But to the topic at hand. No, I'm afraid Mr. Tate's poem sails over my head. I read a little about it and didn't understand the analysis. Oh, well. Will no. 290, "Hurt Hawks," by Robinson Jeffers, be one that I can bridge to?
I
The broken pillar of the wing jags from the clotted shoulder, The wing trails like a banner in defeat,
No more to use the sky forever but live with famine And pain a few days: cat nor coyote Will shorten the week of waiting for death, there is game without talons.
He stands under the oak-bush and waits The lame feet of salvation; at night he remembers freedom And flies in a dream, the dawns ruin it.
He is strong and pain is worse to the strong, incapacity is worse. The curs of the day come and torment him At distance, no one but death the redeemer will humble that head,
The intrepid readiness, the terrible eyes. The wild God of the world is sometimes merciful to those That ask mercy, not often to the arrogant.

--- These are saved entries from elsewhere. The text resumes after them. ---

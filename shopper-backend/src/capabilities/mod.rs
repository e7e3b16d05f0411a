//! Pluggable per-agent logic behind each task executor
//!
//! A capability answers a single free-form query. It either returns the
//! answer in one call or streams progress chunks followed by a final one.

pub mod llm;
pub mod scripted;

pub use llm::LlmCapability;
pub use scripted::ScriptedCapability;

use async_trait::async_trait;
use thiserror::Error;
use tokio::sync::mpsc;

/// Query handed to a capability
#[derive(Debug, Clone, PartialEq, Eq)]
pub struct CapabilityRequest {
    pub query: String,
    /// Conversation the query belongs to
    pub context_id: String,
}

impl CapabilityRequest {
    pub fn new(query: impl Into<String>, context_id: impl Into<String>) -> Self {
        Self {
            query: query.into(),
            context_id: context_id.into(),
        }
    }
}

/// One item of a streamed answer
#[derive(Debug, Clone, PartialEq, Eq)]
pub struct CapabilityChunk {
    pub is_final: bool,
    pub text: String,
}

impl CapabilityChunk {
    pub fn progress(text: impl Into<String>) -> Self {
        Self {
            is_final: false,
            text: text.into(),
        }
    }

    pub fn final_answer(text: impl Into<String>) -> Self {
        Self {
            is_final: true,
            text: text.into(),
        }
    }
}

/// Receiving side is owned by the executor
pub type ChunkSink = mpsc::UnboundedSender<CapabilityChunk>;

#[derive(Debug, Clone, PartialEq, Eq, Error)]
pub enum CapabilityError {
    #[error("request failed: {0}")]
    Http(String),

    #[error("provider returned {status}: {message}")]
    Provider { status: u16, message: String },

    #[error("provider returned an empty response")]
    EmptyResponse,

    #[error("{0}")]
    Failed(String),
}

impl From<reqwest::Error> for CapabilityError {
    fn from(err: reqwest::Error) -> Self {
        CapabilityError::Http(err.to_string())
    }
}

#[async_trait]
pub trait Capability: Send + Sync {
    /// Message emitted with the first `working` event
    fn processing_message(&self) -> String {
        "Processing request...".to_string()
    }

    async fn answer(&self, request: &CapabilityRequest) -> Result<String, CapabilityError>;

    /// Stream chunks into `chunks`; the last one sent should be final.
    async fn stream(
        &self,
        request: &CapabilityRequest,
        chunks: &ChunkSink,
    ) -> Result<(), CapabilityError> {
        let text = self.answer(request).await?;
        // The executor holds the receiver for as long as the call runs.
        let _ = chunks.send(CapabilityChunk::final_answer(text));
        Ok(())
    }
}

You do not know him, you communal people, or you have forgotten him; Intemperate and savage, the hawk remembers him; Beautiful and wild, the hawks, and men that are dying, remember him.
II
I'd sooner, except the penalties, kill a man than a hawk; but the great redtail Had nothing left but unable misery From the bone too shattered for mending, the wing that trailed under his talons when he moved.
We had fed him six weeks, I gave him freedom, He wandered over the foreland hill and returned in the evening, asking for death, Not like a beggar, still eyed with the old Implacable arrogance.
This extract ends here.